密码算法求解器分解的效率
Efficiency of Cryptarithmetic Algorithm solver decomposition
问题如下:给定 "ABC+DEF=GHI" 格式字符串,其中 A、B、C 等代表唯一数字,找到给出最大 GHI 的表达式。例:输入字符串为AAB+AAB=AAB,则无解。如果改为 AAA + BBB = AAA,则解为 999 + 000 = 999。另一个示例字符串:ABC + CBA = GGG,结果为 => 543 + 345 = 888.
我很容易排除不可能的情况。我想到的算法是一种蛮力,它只是先尝试最大化 rhs。然而,我的问题是这样做得很快,还要注意独特的数字。解决这个问题的有效方法是什么?
注意:我希望以单线程方法解决这个问题,我当前的问题是检测 "assign_value" 函数中是否使用了唯一数字。也许有更好的赋值方法?

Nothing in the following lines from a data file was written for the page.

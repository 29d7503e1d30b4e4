use crate::errors::{Error, Result};
use std::io::Read;
use std::time::{Duration, Instant};
use tracing::info;

/// Serial connection parameters, fixed for the process lifetime.
#[derive(Debug, Clone)]
pub struct SensorConfig {
    pub port: String,
    pub baud_rate: u32,
    pub read_timeout: Duration,
}

/// One read session over the sensor link. `read_frame` blocks until a line
/// terminator arrives or the configured timeout elapses; `Error::ReadTimeout`
/// means "no frame this attempt" and is not fatal. Dropping the session
/// releases the underlying connection.
pub trait SensorSession: Send + 'static {
    fn read_frame(&mut self) -> Result<Vec<u8>>;
}

/// Factory for read sessions. The recording task opens one session per
/// cycle and owns it exclusively until the cycle ends.
pub trait SensorChannel: Send + Sync + 'static {
    type Session: SensorSession;

    fn open(&self) -> Result<Self::Session>;
}

/// Production channel over a serial-attached sensor.
pub struct SerialChannel {
    config: SensorConfig,
}

impl SerialChannel {
    pub fn new(config: SensorConfig) -> Self {
        Self { config }
    }
}

impl SensorChannel for SerialChannel {
    type Session = SerialSession;

    fn open(&self) -> Result<SerialSession> {
        let port = serialport::new(&self.config.port, self.config.baud_rate)
            .timeout(self.config.read_timeout)
            .open()?;

        info!(
            "Opened serial port {} at {} baud",
            self.config.port, self.config.baud_rate
        );

        Ok(SerialSession {
            port,
            timeout: self.config.read_timeout,
        })
    }
}

pub struct SerialSession {
    port: Box<dyn serialport::SerialPort>,
    timeout: Duration,
}

impl SensorSession for SerialSession {
    fn read_frame(&mut self) -> Result<Vec<u8>> {
        read_line(&mut self.port, self.timeout)
    }
}

/// Accumulates bytes up to a `\n` terminator. A timeout with a partial line
/// buffered yields the partial frame (rejected downstream as malformed); a
/// timeout with nothing buffered yields `Error::ReadTimeout`.
fn read_line(reader: &mut impl Read, timeout: Duration) -> Result<Vec<u8>> {
    let deadline = Instant::now() + timeout;
    let mut frame = Vec::new();
    let mut byte = [0u8; 1];

    loop {
        match reader.read(&mut byte) {
            Ok(0) => return finish(frame),
            Ok(_) => {
                frame.push(byte[0]);
                if byte[0] == b'\n' {
                    return Ok(frame);
                }
                if Instant::now() >= deadline {
                    return finish(frame);
                }
            }
            Err(e) if e.kind() == std::io::ErrorKind::TimedOut => return finish(frame),
            Err(e) if e.kind() == std::io::ErrorKind::Interrupted => continue,
            Err(e) => return Err(Error::Io(e)),
        }
    }
}

fn finish(frame: Vec<u8>) -> Result<Vec<u8>> {
    if frame.is_empty() {
        Err(Error::ReadTimeout)
    } else {
        Ok(frame)
    }
}

#[cfg(test)]
mod tests {
    use super::*;
    use std::io::{self, Cursor};

    const TIMEOUT: Duration = Duration::from_millis(50);

    #[test]
    fn test_reads_one_line_per_call() {
        let mut reader = Cursor::new(b"first line\nsecond line\n".to_vec());

        assert_eq!(read_line(&mut reader, TIMEOUT).unwrap(), b"first line\n");
        assert_eq!(read_line(&mut reader, TIMEOUT).unwrap(), b"second line\n");
    }

    #[test]
    fn test_partial_line_is_returned_on_timeout() {
        struct PartialThenTimeout {
            inner: Cursor<Vec<u8>>,
        }

        impl Read for PartialThenTimeout {
            fn read(&mut self, buf: &mut [u8]) -> io::Result<usize> {
                match self.inner.read(buf) {
                    Ok(0) => Err(io::ErrorKind::TimedOut.into()),
                    other => other,
                }
            }
        }

        let mut reader = PartialThenTimeout {
            inner: Cursor::new(b"Humidity (%): 4".to_vec()),
        };

        assert_eq!(read_line(&mut reader, TIMEOUT).unwrap(), b"Humidity (%): 4");
    }

    #[test]
    fn test_timeout_with_no_data_yields_no_frame() {
        struct AlwaysTimeout;

        impl Read for AlwaysTimeout {
            fn read(&mut self, _buf: &mut [u8]) -> io::Result<usize> {
                Err(io::ErrorKind::TimedOut.into())
            }
        }

        assert!(matches!(
            read_line(&mut AlwaysTimeout, TIMEOUT),
            Err(Error::ReadTimeout)
        ));
    }

    #[test]
    fn test_other_io_errors_propagate() {
        struct Broken;

        impl Read for Broken {
            fn read(&mut self, _buf: &mut [u8]) -> io::Result<usize> {
                Err(io::ErrorKind::BrokenPipe.into())
            }
        }

        assert!(matches!(read_line(&mut Broken, TIMEOUT), Err(Error::Io(_))));
    }
}
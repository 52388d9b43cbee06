use std::any::Any;
use std::fmt;
use std::panic;

/// Payload of a panic caught by `wrap` or `wrap_async`.
///
/// The payload is kept exactly as it was raised; [`Panic::message`] is a
/// best-effort rendering for the common `&str` and `String` payloads.
pub struct Panic {
    payload: Box<dyn Any + Send + 'static>,
}

impl Panic {
    pub(crate) fn new(payload: Box<dyn Any + Send + 'static>) -> Self {
        Self { payload }
    }

    /// Message of a `panic!("...")` style payload, if it has one.
    pub fn message(&self) -> Option<&str> {
        if let Some(message) = self.payload.downcast_ref::<&'static str>() {
            Some(message)
        } else if let Some(message) = self.payload.downcast_ref::<String>() {
            Some(message.as_str())
        } else {
            None
        }
    }

    pub fn downcast_ref<P: Any>(&self) -> Option<&P> {
        self.payload.downcast_ref::<P>()
    }

    pub fn is<P: Any>(&self) -> bool {
        self.payload.is::<P>()
    }

    pub fn into_payload(self) -> Box<dyn Any + Send + 'static> {
        self.payload
    }

    /// Continues unwinding with the original payload.
    pub fn resume(self) -> ! {
        panic::resume_unwind(self.payload)
    }
}

impl fmt::Debug for Panic {
    fn fmt(&self, f: &mut fmt::Formatter<'_>) -> fmt::Result {
        match self.message() {
            Some(message) => f.debug_tuple("Panic").field(&message).finish(),
            None => f.write_str("Panic(<non-string payload>)"),
        }
    }
}

impl fmt::Display for Panic {
    fn fmt(&self, f: &mut fmt::Formatter<'_>) -> fmt::Result {
        match self.message() {
            Some(message) => write!(f, "panicked: {}", message),
            None => write!(f, "panicked with a non-string payload"),
        }
    }
}
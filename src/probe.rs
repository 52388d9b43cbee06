//! Support for the [`is_result!`](crate::is_result) predicate.
//!
//! Method resolution picks [`ResultProbe`] when the probed value is an
//! `okerr::Result` and falls back to [`OtherProbe`] one autoref later for
//! everything else. Not part of the public API.

use crate::result::Result;

#[doc(hidden)]
pub struct Probe<'a, V: ?Sized>(pub &'a V);

#[doc(hidden)]
pub trait ResultProbe {
    fn is_result(&self) -> bool {
        true
    }
}

impl<T, E> ResultProbe for Probe<'_, Result<T, E>> {}

#[doc(hidden)]
pub trait OtherProbe {
    fn is_result(&self) -> bool {
        false
    }
}

impl<V: ?Sized> OtherProbe for &Probe<'_, V> {}

/// Returns `true` iff the expression is an `okerr::Result`.
///
/// The expression is only borrowed. Any other type, including
/// `std::result::Result`, `Option` and look-alike structs, yields `false`.
///
/// The answer comes from the expression's static type. Inside generic code
/// such as `fn f<T>(v: T) { is_result!(v) }`, the type is the parameter `T`,
/// so the macro yields `false` even when `f` is called with an
/// `okerr::Result`.
///
/// ```
/// use okerr::{err, is_result, ok, Result};
///
/// let good: Result<i32, ()> = ok(1);
/// let bad: Result<(), &str> = err("x");
/// assert!(is_result!(good));
/// assert!(is_result!(bad));
/// assert!(!is_result!(1));
/// assert!(!is_result!("x"));
/// assert!(!is_result!(None::<()>));
/// ```
#[macro_export]
macro_rules! is_result {
    ($value:expr) => {{
        #[allow(unused_imports)]
        use $crate::probe::{OtherProbe as _, ResultProbe as _};
        (&$crate::probe::Probe(&$value)).is_result()
    }};
}
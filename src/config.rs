//! Capture configuration for okerr.
//!
//! Controls how much diagnostic context `err` records about its creation
//! site. The mode is process-wide and may be set programmatically or read
//! from the `OKERR_CAPTURE` environment variable.

use serde::{Deserialize, Serialize};
use std::env::VarError;
use std::fmt;
use std::str::FromStr;
use std::sync::atomic::{AtomicU8, Ordering};

use crate::shared::ConfigError;

/// Environment variable consulted by [`init_from_env`].
pub const CAPTURE_ENV_VAR: &str = "OKERR_CAPTURE";

static CAPTURE_MODE: AtomicU8 = AtomicU8::new(CaptureMode::Location as u8);

/// How much context an `Err` records when it is created.
#[derive(Debug, Clone, Copy, PartialEq, Eq, Hash, Default, Serialize, Deserialize)]
#[serde(rename_all = "lowercase")]
#[repr(u8)]
pub enum CaptureMode {
    /// Record nothing
    Off = 0,
    /// Record the source location of the `err` call
    #[default]
    Location = 1,
    /// Record the source location and a full backtrace
    Backtrace = 2,
}

impl CaptureMode {
    fn from_u8(value: u8) -> Self {
        match value {
            0 => CaptureMode::Off,
            2 => CaptureMode::Backtrace,
            _ => CaptureMode::Location,
        }
    }

    pub fn as_str(self) -> &'static str {
        match self {
            CaptureMode::Off => "off",
            CaptureMode::Location => "location",
            CaptureMode::Backtrace => "backtrace",
        }
    }
}

impl fmt::Display for CaptureMode {
    fn fmt(&self, f: &mut fmt::Formatter<'_>) -> fmt::Result {
        f.write_str(self.as_str())
    }
}

impl FromStr for CaptureMode {
    type Err = ConfigError;

    fn from_str(s: &str) -> Result<Self, Self::Err> {
        match s.trim().to_ascii_lowercase().as_str() {
            "off" => Ok(CaptureMode::Off),
            "location" => Ok(CaptureMode::Location),
            "backtrace" => Ok(CaptureMode::Backtrace),
            _ => Err(ConfigError::InvalidCaptureMode {
                value: s.to_string(),
            }),
        }
    }
}

/// Current process-wide capture mode.
pub fn capture_mode() -> CaptureMode {
    CaptureMode::from_u8(CAPTURE_MODE.load(Ordering::Relaxed))
}

/// Replaces the process-wide capture mode, returning the previous one.
pub fn set_capture_mode(mode: CaptureMode) -> CaptureMode {
    let previous = CaptureMode::from_u8(CAPTURE_MODE.swap(mode as u8, Ordering::Relaxed));
    tracing::debug!(previous = %previous, current = %mode, "capture mode changed");
    previous
}

/// Applies the mode named by `OKERR_CAPTURE`, if set.
///
/// An unset variable leaves the current mode untouched and returns it.
///
/// # Errors
/// Returns [`ConfigError::InvalidCaptureMode`] if the variable holds an
/// unrecognised or non-Unicode value; the current mode is left unchanged in
/// that case.
pub fn init_from_env() -> Result<CaptureMode, ConfigError> {
    apply_env_value(std::env::var(CAPTURE_ENV_VAR))
}

fn apply_env_value(value: Result<String, VarError>) -> Result<CaptureMode, ConfigError> {
    let parsed = match value {
        Err(VarError::NotPresent) => return Ok(capture_mode()),
        Err(VarError::NotUnicode(raw)) => Err(ConfigError::InvalidCaptureMode {
            value: raw.to_string_lossy().into_owned(),
        }),
        Ok(value) => value.parse::<CaptureMode>(),
    };

    match parsed {
        Ok(mode) => {
            set_capture_mode(mode);
            Ok(mode)
        }
        Err(e) => {
            let ConfigError::InvalidCaptureMode { value } = &e;
            tracing::warn!(variable = CAPTURE_ENV_VAR, value = %value, "ignoring invalid capture mode");
            Err(e)
        }
    }
}
pub mod mocks;
//! okerr - a Result type with an explicit combinator algebra
//!
//! This library provides a discriminated [`Result`] value that is either an
//! `Ok` carrying a success payload or an `Err` carrying an error payload,
//! together with combinators to inspect, transform and chain such values
//! without unwinding control flow.
//!
//! # Layout
//!
//! - **Core** (`result`, `iter`): the sum type, its factories and combinators
//! - **Helpers** (`helpers`, `is_result!`): `wrap`, `wrap_async`, `match_result`
//! - **Configuration** (`config`): how much context `err` captures
//! - **Shared** (`shared`): failure, panic and origin types
//!
//! # Example
//!
//! ```
//! use okerr::prelude::*;
//!
//! fn parse(input: &str) -> Result<i32, String> {
//!     try_wrap(|| input.parse::<i32>()).map_err(|e| e.to_string())
//! }
//!
//! let doubled = parse("21").map(|v| v * 2);
//! assert_eq!(doubled.unwrap(), 42);
//!
//! let failed = parse("x").and_then(|v| ok(v + 1));
//! assert!(failed.is_err());
//! assert_eq!(failed.unwrap_or(0), 0);
//! ```

pub mod config;
pub mod helpers;
pub mod iter;
#[doc(hidden)]
pub mod probe;
pub mod result;
mod serialization;
pub mod shared;

pub use config::CaptureMode;
pub use helpers::{match_result, try_wrap, try_wrap_async, wrap, wrap_async};
pub use result::{err, ok, Result};
pub use shared::{ConfigError, Origin, Panic, UnwrapError};

/// Prelude module for convenient imports
pub mod prelude {
    pub use crate::config::{capture_mode, set_capture_mode, CaptureMode};
    pub use crate::helpers::{match_result, try_wrap, try_wrap_async, wrap, wrap_async};
    pub use crate::is_result;
    pub use crate::result::{err, ok, Result};
    pub use crate::shared::{Origin, Panic, UnwrapError};
}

编辑:根据 smci 的建议,这就是我最终想要实现的目标:ABRA + CADABRA + ABRA + CADABRA == HOUDINI ; 7457 + 1797457 + 7457 + 1797457 == 3609828 -- 一个系统不仅可以处理我在开头提供的形式的字符串(3 位数字 + 3 位数字 = 3 位数字),还可以处理那些。然而,从简单开始并使用我给出的格式解决方案并没有什么坏处:)
#include <stdio.h>
#include <stdlib.h>
#include <string.h>
#define MAX_EXPRESSION_SIZE 11 + 1
#define MAX_VARIABLES 9
int variables_read[MAX_VARIABLES] = { 0 };
struct variable {
int coefficient;
int* ptr;
int side;
int canhavezero;
unsigned value_max;
};
typedef struct variable Variable;
struct equation {
Variable* variables[9]; // max
unsigned distinct_on_rhs;
unsigned var_count;
};
typedef struct equation Equation;
int int_pow(int n, int k) {
int res = 1;
for(int i = 0; i < k; ++i)
res *= n;
return res;
}
void AddVariable(Equation* E, Variable* V) {
E->variables[E->var_count++] = V;
}
int IsImpossible(char* expression) {
// if all letters are same or end letters are same, no solution
if(
(expression[0] == expression[4] && expression[0] == expression[8]) ||
(!strncmp(expression, expression + 4, 3) && !strncmp(expression, expression + 8, 3))
)
return 1;
return 0;
}
int assign_value(Equation* E, int pos, int* values) {
if(!E->variables[pos]->value_count) {
if(pos < 0)
return 2;
// if no possible values left, reset this, but take one value count from the closest variable
E->variables[pos - 1]->value_count--;
E->variables[pos]->value_count = E->variables[pos]->value_max;
return 0;
}
int i;
for(i = 9; i >= 0 && values[i] == -1; --i)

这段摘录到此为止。